Querying something on the web using URIs is hardly new.

> ? caching
>  - etags don't work the same way on two resources with two URLs as with one
>    and the same URL
>  - the same is true with time-to-live etc.
>  - A PUT, PATCH, DELETE on the main resource won't tell the cache that it should
>    update all the thousand of other resources that are just views on the
>    original one
Why? This is an implementation detail server-side.

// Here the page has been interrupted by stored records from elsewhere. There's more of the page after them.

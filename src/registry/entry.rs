//! Subscriber entry and state types
//!
//! A subscriber moves through `Pending -> Active -> Removed` and never back.

use std::net::SocketAddr;
use std::time::{Duration, Instant};

use tokio::io::{AsyncWrite, AsyncWriteExt};

use super::error::DeliveryError;
use crate::stats::SubscriberStats;

/// Unique identifier for a subscriber connection
#[derive(Debug, Clone, Copy, PartialEq, Eq, Hash, PartialOrd, Ord)]
pub struct SubscriberId(pub u64);

impl std::fmt::Display for SubscriberId {
    fn fmt(&self, f: &mut std::fmt::Formatter<'_>) -> std::fmt::Result {
        write!(f, "#{}", self.0)
    }
}

/// Lifecycle of a subscriber connection
#[derive(Debug, Clone, Copy, PartialEq, Eq)]
pub enum SubscriberState {
    /// Accepted, stream header not yet written
    Pending,
    /// Header written, receiving records
    Active,
    /// Write failed or broker shut down
    Removed,
}

/// A single subscriber connection
pub struct Subscriber<W> {
    id: SubscriberId,
    peer: SocketAddr,
    writer: W,
    state: SubscriberState,
    stats: SubscriberStats,
    connected_at: Instant,
}

impl<W: AsyncWrite + Unpin> Subscriber<W> {
    /// Wrap a freshly accepted connection
    pub fn new(id: SubscriberId, peer: SocketAddr, writer: W) -> Self {
        Self {
            id,
            peer,
            writer,
            state: SubscriberState::Pending,
            stats: SubscriberStats::new(),
            connected_at: Instant::now(),
        }
    }

    pub fn id(&self) -> SubscriberId {
        self.id
    }

    pub fn peer(&self) -> SocketAddr {
        self.peer
    }

    pub fn state(&self) -> SubscriberState {
        self.state
    }

    pub fn stats(&self) -> SubscriberStats {
        self.stats
    }

    /// Time since the connection was accepted
    pub fn connected_for(&self) -> Duration {
        self.connected_at.elapsed()
    }

    /// Write the stream header, moving `Pending -> Active`
    ///
    /// On failure the subscriber must be discarded, not registered.
    pub async fn send_header(
        &mut self,
        header: &[u8],
        timeout: Duration,
    ) -> Result<(), DeliveryError> {
        debug_assert_eq!(self.state, SubscriberState::Pending);

        write_with_timeout(&mut self.writer, header, timeout).await?;
        self.state = SubscriberState::Active;
        Ok(())
    }

    /// Write one framed record and count it on success
    pub(super) async fn deliver(
        &mut self,
        frame: &[u8],
        captured_len: u32,
        timeout: Duration,
    ) -> Result<(), DeliveryError> {
        write_with_timeout(&mut self.writer, frame, timeout).await?;
        self.stats.record_delivery(captured_len);
        Ok(())
    }

    /// Shut down the writer and mark the subscriber removed
    ///
    /// Calling this on an already removed subscriber does nothing.
    pub async fn close(&mut self, timeout: Duration) {
        if self.state == SubscriberState::Removed {
            return;
        }
        self.state = SubscriberState::Removed;

        match tokio::time::timeout(timeout, self.writer.shutdown()).await {
            Ok(Ok(())) => {}
            Ok(Err(e)) => {
                tracing::debug!(subscriber = %self.id, error = %e, "Failed to close connection");
            }
            Err(_) => {
                tracing::debug!(subscriber = %self.id, "Timed out closing connection");
            }
        }
    }
}

impl<W> std::fmt::Debug for Subscriber<W> {
    fn fmt(&self, f: &mut std::fmt::Formatter<'_>) -> std::fmt::Result {
        f.debug_struct("Subscriber")
            .field("id", &self.id)
            .field("peer", &self.peer)
            .field("state", &self.state)
            .field("stats", &self.stats)
            .finish()
    }
}

async fn write_with_timeout<W: AsyncWrite + Unpin>(
    writer: &mut W,
    buf: &[u8],
    timeout: Duration,
) -> Result<(), DeliveryError> {
    let write = async {
        writer.write_all(buf).await?;
        writer.flush().await
    };

    match tokio::time::timeout(timeout, write).await {
        Ok(result) => result.map_err(DeliveryError::from),
        Err(_) => Err(DeliveryError::TimedOut(timeout)),
    }
}

#[cfg(test)]
mod tests {
    use tokio::io::AsyncReadExt;

    use super::*;

    const TIMEOUT: Duration = Duration::from_secs(1);

    fn peer() -> SocketAddr {
        "127.0.0.1:50000".parse().unwrap()
    }

    #[tokio::test]
    async fn test_subscriber_lifecycle() {
        let (client, server) = tokio::io::duplex(1024);
        let mut sub = Subscriber::new(SubscriberId(1), peer(), server);
        assert_eq!(sub.state(), SubscriberState::Pending);

        sub.send_header(b"HEADER", TIMEOUT).await.unwrap();
        assert_eq!(sub.state(), SubscriberState::Active);

        sub.deliver(b"frame-1", 3, TIMEOUT).await.unwrap();
        assert_eq!(sub.stats().total_packets, 1);
        assert_eq!(sub.stats().total_bytes, 3);

        sub.close(TIMEOUT).await;
        assert_eq!(sub.state(), SubscriberState::Removed);

        // Second close is a no-op
        sub.close(TIMEOUT).await;
        assert_eq!(sub.state(), SubscriberState::Removed);

        let mut client = client;
        let mut received = Vec::new();
        client.read_to_end(&mut received).await.unwrap();
        assert_eq!(received, b"HEADERframe-1");
    }

    #[tokio::test]
    async fn test_header_write_timeout() {
        // Buffer smaller than the header and nobody reading
        let (_client, server) = tokio::io::duplex(4);
        let mut sub = Subscriber::new(SubscriberId(2), peer(), server);

        let result = sub
            .send_header(&[0u8; 24], Duration::from_millis(50))
            .await;

        assert!(matches!(result, Err(DeliveryError::TimedOut(_))));
        assert_eq!(sub.state(), SubscriberState::Pending);
    }

    #[tokio::test]
    async fn test_header_write_to_closed_peer() {
        let (client, server) = tokio::io::duplex(1024);
        drop(client);

        let mut sub = Subscriber::new(SubscriberId(3), peer(), server);
        let result = sub.send_header(b"HEADER", TIMEOUT).await;

        assert!(matches!(result, Err(DeliveryError::Io(_))));
    }

    #[test]
    fn test_subscriber_id_display() {
        assert_eq!(SubscriberId(42).to_string(), "#42");
    }
}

>  - The cache cannot itself respond to queries
>     A cache that would be SPARQL aware, should be able to respond
>     to a SPARQL query if it has received the whole representation of the
>     resource already - or indeed even a relevant partial representation )
>     This means that a client can send a QUERY to the resoure via the cache
>     and the cache should be able to respond as well as the remote resource
> ? Access Control
>    Now you have a huge number of URLs referring to resources with exactly the same
>    access control rules as the non query resource, with all that can go wrong, when
>    those resources are not clearly linked to the original
> ? The notion of a partial representation of an original resource is much more opaque
>  if not lost without the QUERY verb. The system is no longer thinking: "x is a partial
>  representation of something bigger, that it would be interesting to have a more complete
>  representation of"
>
> Btw. Do we have a trace of the arguments made in favor of PATCH. Then it would be a case
> of seeing if we can inverse some of those arguments to see if we are missing any here.
>
>>
>> BTW, all my query work these days is on standing queries, not one time queries.  As such, I think you don't actually want the query results to come back like this.   You want to POST to create a Query, and in that query you specify the result stream that the query results should come back on.  And then you GET that stream, which could include results from many different queries.   That's my research hypothesis, at least.
>>
>>       -- Sandro
>>
>>>>
>>>> Assume the HTTP WG will say no for the first several years, after which maybe you can start to transition from GET to QUERY.
>>>>
>>>> Alternatively, resources can signal exactly which versions of the QUERY spec they implement, and the QUERY operation can include a parameter saying which version of the query spec is to be used. But this wont give you caching like GET.   So better to just use that signaling for constructing a GET URL.
>>> Gimme a little more to help me understand how this would work.
>>>>
>>>>       -- Sandro
>>>>
>>>>
>>>
>>>
>>
>>
>
> Social Web Architect
> http://bblfish.net/
>
>
>

-- 
Baroula que barouleras, au tiƩu toujou t'entourneras.